John Augustus Sutter arrives in Yerba Buena and becomes a Mexican citizen.

Illegal immigrants from the United States move into Northern California in large numbers over the Oregon Trail in the late 1830's.

Richard Henry Dana publishes Two Years Before the Mast, his first-hand account of life in California. After gold is discovered in California, his book becomes a best seller.
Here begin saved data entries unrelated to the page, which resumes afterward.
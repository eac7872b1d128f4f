//! Notification envelope round-trip tests.

use base64::{engine::general_purpose::STANDARD as BASE64, Engine as _};
use cicd_agent::notify::envelope::{compress_and_encrypt, decrypt_and_decompress};

const KEY: &str = "DqJHGSTaw11yWhyjhMmiX1hgd3AoYARg";

#[test]
fn test_notification_payload_round_trip() {
    let payload = serde_json::json!({
        "isset": true,
        "id": "svc-a-1.2.3-1700000000",
        "step": 9,
        "step_type": "pullOnline",
        "step_status": "running",
        "remote": "agent",
        "duration": 0.0,
        "last_duration": 12.34,
    });
    let bytes = serde_json::to_vec(&payload).unwrap();

    let wire = compress_and_encrypt(KEY, &bytes).unwrap();
    let back = decrypt_and_decompress(KEY, &wire).unwrap();
    let parsed: serde_json::Value = serde_json::from_slice(&back).unwrap();
    assert_eq!(parsed, payload);
}

#[test]
fn test_wire_format_has_nonce_prefix() {
    let wire = compress_and_encrypt(KEY, b"payload").unwrap();
    let raw = BASE64.decode(&wire).unwrap();
    // 12-byte nonce, then ciphertext with a 16-byte GCM tag
    assert!(raw.len() > 12 + 16);
}

#[test]
fn test_tampered_ciphertext_rejected() {
    let wire = compress_and_encrypt(KEY, b"payload").unwrap();
    let mut raw = BASE64.decode(&wire).unwrap();
    let last = raw.len() - 1;
    raw[last] ^= 0x01;
    let tampered = BASE64.encode(&raw);

    assert!(decrypt_and_decompress(KEY, &tampered).is_err());
}

#[test]
fn test_empty_payload_round_trip() {
    let wire = compress_and_encrypt(KEY, b"").unwrap();
    assert_eq!(decrypt_and_decompress(KEY, &wire).unwrap(), b"");
}
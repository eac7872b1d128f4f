//! Unit test harness

mod test_envelope;
mod test_ledger;
mod test_logstore;
mod test_paths;
mod test_registry;
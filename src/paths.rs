//! Namespace, deployment-path and image-reference derivation.
//!
//! Pure functions over project name and the live blue/green colour. The only
//! I/O is reading the version ledger (and scanning a deployment directory
//! for service names).

use std::path::{Path, PathBuf};
use std::sync::Arc;

use crate::config::Settings;
use crate::errors::AgentError;
use crate::version::{Colour, VersionLedger};

/// Which colour of a blue/green project a query targets.
#[derive(Debug, Clone, Copy, PartialEq, Eq)]
pub enum Mode {
    /// The colour currently receiving traffic.
    Now,
    /// The colour the next rollout is applied to.
    Next,
}

/// Resolver over configuration and the version ledger.
pub struct Resolver {
    settings: Arc<Settings>,
    ledger: Arc<VersionLedger>,
}

impl Resolver {
    pub fn new(settings: Arc<Settings>, ledger: Arc<VersionLedger>) -> Self {
        Self { settings, ledger }
    }

    fn base_dir(&self, project: &str) -> Result<PathBuf, AgentError> {
        self.settings
            .project_base(project)
            .map(PathBuf::from)
            .ok_or_else(|| {
                AgentError::ConfigError(format!("no deployment directory configured for {}", project))
            })
    }

    /// Target colour for a blue/green project. `Next` resolves to v1 when no
    /// ledger file exists yet; otherwise it is the opposite of the live one.
    pub async fn colour(&self, project: &str, mode: Mode) -> Result<Colour, AgentError> {
        let base = self.base_dir(project)?;
        let live = self.ledger.peek(&base).await?.map(|r| r.current_version);
        Ok(match (mode, live) {
            (Mode::Now, live) => live.unwrap_or(Colour::V1),
            (Mode::Next, None) => Colour::V1,
            (Mode::Next, Some(live)) => live.opposite(),
        })
    }

    /// Orchestrator namespace for a project and mode.
    pub async fn namespace(&self, project: &str, mode: Mode) -> Result<String, AgentError> {
        if !self.settings.is_double_project(project) {
            return Ok(format!("{}-service", project));
        }
        let colour = self.colour(project, mode).await?;
        Ok(format!("{}-service-{}", project, colour))
    }

    /// Manifest directory for a project and mode.
    pub async fn deployment_dir(&self, project: &str, mode: Mode) -> Result<PathBuf, AgentError> {
        let base = self.base_dir(project)?;
        if !self.settings.is_double_project(project) {
            return Ok(base.join("deployment"));
        }
        let colour = self.colour(project, mode).await?;
        Ok(base.join(format!("deployment-{}", colour)))
    }

    /// Project base directory (ledger location).
    pub fn project_base(&self, project: &str) -> Result<PathBuf, AgentError> {
        self.base_dir(project)
    }

    /// Fully-qualified refs in the online (source) registry.
    pub fn online_images(&self, project: &str, tag: &str, services: &[String]) -> Vec<String> {
        Self::image_refs(&self.settings.registry.online, project, tag, services)
    }

    /// Fully-qualified refs in the offline (destination) registry.
    pub fn offline_images(&self, project: &str, tag: &str, services: &[String]) -> Vec<String> {
        Self::image_refs(&self.settings.registry.offline, project, tag, services)
    }

    fn image_refs(registry: &str, project: &str, tag: &str, services: &[String]) -> Vec<String> {
        services
            .iter()
            .map(|svc| format!("{}/{}/{}:{}", registry, project, svc, tag))
            .collect()
    }

    /// Service names found in a deployment directory: yaml file stems, plus
    /// subdirectories that carry a docker-compose file.
    pub async fn services(&self, deploy_dir: &Path) -> Result<Vec<String>, AgentError> {
        let mut services = Vec::new();
        let mut entries = tokio::fs::read_dir(deploy_dir).await.map_err(|e| {
            AgentError::DeployError(format!(
                "failed to read deployment directory {}: {}",
                deploy_dir.display(),
                e
            ))
        })?;

        while let Some(entry) = entries.next_entry().await? {
            let name = entry.file_name().to_string_lossy().into_owned();
            let path = entry.path();
            if path.is_dir() {
                for compose in ["docker-compose.yml", "docker-compose.yaml"] {
                    if path.join(compose).exists() {
                        services.push(name.clone());
                        break;
                    }
                }
            } else if let Some(stem) = yaml_stem(&name) {
                services.push(stem.to_string());
            }
        }

        if services.is_empty() {
            return Err(AgentError::DeployError(format!(
                "no services found in deployment directory {}",
                deploy_dir.display()
            )));
        }
        services.sort();
        Ok(services)
    }

    /// Live web directory for a front-end project: `/www/<stem>/web`, or the
    /// category sibling (`/www/<stem>/<category>`) when a category is set.
    pub fn web_root(&self, project: &str, category: &str) -> PathBuf {
        let base = PathBuf::from(self.settings.web_path(project));
        if category.is_empty() {
            base
        } else {
            base.parent()
                .map(|p| p.join(category))
                .unwrap_or_else(|| PathBuf::from(category))
        }
    }

    /// Backup sibling of a web directory.
    pub fn web_backup(&self, project: &str, category: &str) -> PathBuf {
        let root = self.web_root(project, category);
        let mut name = root.file_name().unwrap_or_default().to_os_string();
        name.push("_backup");
        root.with_file_name(name)
    }
}

fn yaml_stem(name: &str) -> Option<&str> {
    name.strip_suffix(".yaml").or_else(|| name.strip_suffix(".yml"))
}
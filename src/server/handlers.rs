//! Intake request handlers.

use std::collections::HashMap;

use axum::extract::State;
use axum::http::StatusCode;
use axum::Json;
use serde::{Deserialize, Serialize};
use tracing::{error, info};

use crate::pipeline::{self, TaskKind, TaskSpec};
use crate::server::state::ServerState;

/// Unified response body.
#[derive(Debug, Serialize)]
pub struct ApiResponse {
    pub code: u16,
    pub msg: String,
}

impl ApiResponse {
    fn new(code: u16, msg: impl Into<String>) -> (StatusCode, Json<ApiResponse>) {
        (
            StatusCode::from_u16(code).unwrap_or(StatusCode::INTERNAL_SERVER_ERROR),
            Json(ApiResponse {
                code,
                msg: msg.into(),
            }),
        )
    }
}

#[derive(Debug, Deserialize)]
pub struct UpdateRequest {
    #[serde(default)]
    pub project: String,
    #[serde(default, rename = "type")]
    pub task_type: String,
    #[serde(default)]
    pub category: String,
}

#[derive(Debug, Serialize)]
struct RemoteCallRequest<'a> {
    project: &'a str,
    callback_url: String,
    #[serde(skip_serializing_if = "str::is_empty")]
    r#type: &'a str,
    #[serde(skip_serializing_if = "str::is_empty")]
    category: &'a str,
}

#[derive(Debug, Deserialize)]
pub struct CallbackRequest {
    #[serde(default)]
    pub project: String,
    #[serde(default, rename = "type")]
    pub task_type: String,
    #[serde(default)]
    pub category: String,
    #[serde(default)]
    pub status: String,
    #[serde(default)]
    pub tag: String,
    #[serde(default)]
    pub task_id: String,
    #[serde(default)]
    pub create_time: String,
    #[serde(default)]
    pub finished_at: String,
    #[serde(default)]
    pub project_name: String,
    #[serde(default)]
    pub update_feishu: String,
    #[serde(default)]
    pub notify_feishu: String,
    #[serde(default)]
    pub step_durations: HashMap<String, serde_json::Value>,
}

#[derive(Debug, Deserialize)]
pub struct CancelRequest {
    #[serde(default)]
    pub id: String,
}

/// `POST /update` — validated and forwarded to the upstream build service.
pub async fn update_handler(
    State(state): State<ServerState>,
    Json(req): Json<UpdateRequest>,
) -> (StatusCode, Json<ApiResponse>) {
    if req.project.is_empty() {
        return ApiResponse::new(400, "missing required field: project");
    }

    info!(
        "update request: project={}, type={}, category={}",
        req.project, req.task_type, req.category
    );

    let remote = RemoteCallRequest {
        project: &req.project,
        callback_url: state.ctx.settings.callback_url(),
        r#type: &req.task_type,
        category: &req.category,
    };

    let update_url = &state.ctx.settings.remote.update_url;
    let result = state
        .ctx
        .http_client
        .post(update_url)
        .json(&remote)
        .send()
        .await;

    match result {
        Ok(resp) if resp.status() == StatusCode::OK => ApiResponse::new(200, "remote call succeeded"),
        Ok(resp) => {
            error!("upstream update answered {}", resp.status());
            ApiResponse::new(500, "remote call failed")
        }
        Err(e) => {
            error!("upstream update request failed: {}", e);
            ApiResponse::new(500, "remote call failed")
        }
    }
}

/// `POST /callback` — the entry point to the rollout pipelines. Only
/// `status == "success"` triggers a rollout; the pipeline runs detached and
/// the callback answers immediately.
pub async fn callback_handler(
    State(state): State<ServerState>,
    Json(req): Json<CallbackRequest>,
) -> (StatusCode, Json<ApiResponse>) {
    if req.project.is_empty() || req.tag.is_empty() {
        return ApiResponse::new(400, "missing required field: project/tag");
    }

    if req.status != "success" {
        info!("callback with status {}, skipping rollout", req.status);
        return ApiResponse::new(200, "callback acknowledged (not a success status)");
    }

    let settings = &state.ctx.settings;
    let kind = pipeline::classify(settings, &req.task_type, &req.project);

    // Input errors stop here; the pipelines assume a configured project.
    if kind != TaskKind::Web && settings.project_base(&req.project).is_none() {
        return ApiResponse::new(
            400,
            format!("no deployment directory configured for {}", req.project),
        );
    }

    let task_id = if req.task_id.is_empty() {
        pipeline::synthesize_task_id(&req.project, &req.tag)
    } else {
        req.task_id.clone()
    };

    info!(
        "build callback accepted: project={}, tag={}, kind={}, task={}",
        req.project,
        req.tag,
        kind.as_str(),
        task_id
    );

    let spec = TaskSpec {
        task_id: task_id.clone(),
        project: req.project,
        tag: req.tag,
        category: req.category,
        project_name: req.project_name,
        started_at: req.create_time,
        ops_url: req.update_feishu,
        pro_url: req.notify_feishu,
        step_durations: req.step_durations,
    };

    let cancel = state.ctx.registry.register(&task_id);
    let ctx = state.ctx.clone();
    tokio::spawn(async move {
        pipeline::run_task(ctx, spec, kind, cancel).await;
    });

    ApiResponse::new(200, "callback accepted")
}

/// `POST /api/task/cancel` — fire a task's cancellation signal.
pub async fn cancel_handler(
    State(state): State<ServerState>,
    Json(req): Json<CancelRequest>,
) -> (StatusCode, Json<ApiResponse>) {
    if req.id.is_empty() {
        return ApiResponse::new(400, "missing required field: id");
    }

    if state.ctx.registry.cancel(&req.id) {
        info!("cancellation signal sent for task {}", req.id);
        ApiResponse::new(200, "cancellation signal sent")
    } else {
        ApiResponse::new(404, "task not found or already finished")
    }
}

/// `GET /health` — liveness, outside the allow-list.
pub async fn health_handler() -> Json<serde_json::Value> {
    Json(serde_json::json!({"status": "ok"}))
}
John Sutter receives a land grant of 48,827 acres in June of 1841. That same year he purchases the Russian settlement of Fort Ross, unsuccessful as a source of food.

A small deposit of gold is discovered near San Fernando Rey and for years after treasure-seekers dig up the walls and floors of the abandoned church seeking gold.

What is left of the Pious Fund of the Missions of California is confiscated by Mexican President Antonio López María de Santa Ana.

The last Franciscan missionary to arrive in California in the 18th century, José Ramón Abella, dies at Santa Inés.

The former missions of San Gabriel and San Miguel become the first two parishes in California [1842]. San Buenaventura follows in 1843.

The last Mexican governor of Alta California, Pío de Jesús Pico grants his brother Andrés a very favorable nine-year lease on San Fernando Rey.

The Republic of Texas becomes part of the United States.

A former missionary of British Guiana, Fr. Eugene MacNamara, promotes a scheme under which 3,000 Irishmen and their families would immigrate to Alta California. Events overtake the implausible scheme when Americans sweep into California [1845-1846].

The U.S. notifies Lt. John Charles Fremont, who has been surveying the west, to “watch over U.S. interests in California.” By the time the message reaches Fremont in May of 1846 the U.S. Congress has already declared war on México.

American warships under the command of Commodore John D. Sloat of the frigate USS Savannah, and two sloops, including the USS Cyane and the USS Levant, capture Monterey and claim California for the United States.

The Californios resist American occupation and fighting continues into 1847.

Missions San Luis Rey and San Diego are occupied by the U.S. Army during the MexicanAmerican War [1846-1847].

The Treaty of Guadalupe Hidalgo cedes California (and parts of what today comprise the states of Arizona, Nevada, Utah, Wyoming, Colorado, and New Mexico) to the United States [concluded 02/02/1848].

Gold is discovered at Sutter’s Mill, near Sacramento [01/24/1848].

The Gold Rush had a devastating impact on the remaining California Indians. Disease, starvation and genocidal attacks reduce the Native population to an estimated 31,000 by the 1870 census.

California becomes the 31st state of the Union [09/09/1850]. It ultimately becomes the 3rd largest state in land mass (after Texas and Alaska), and by 1960 has the largest population.

Congress passes the Land Act of 1851, creating a commission to review land titles in California [1851].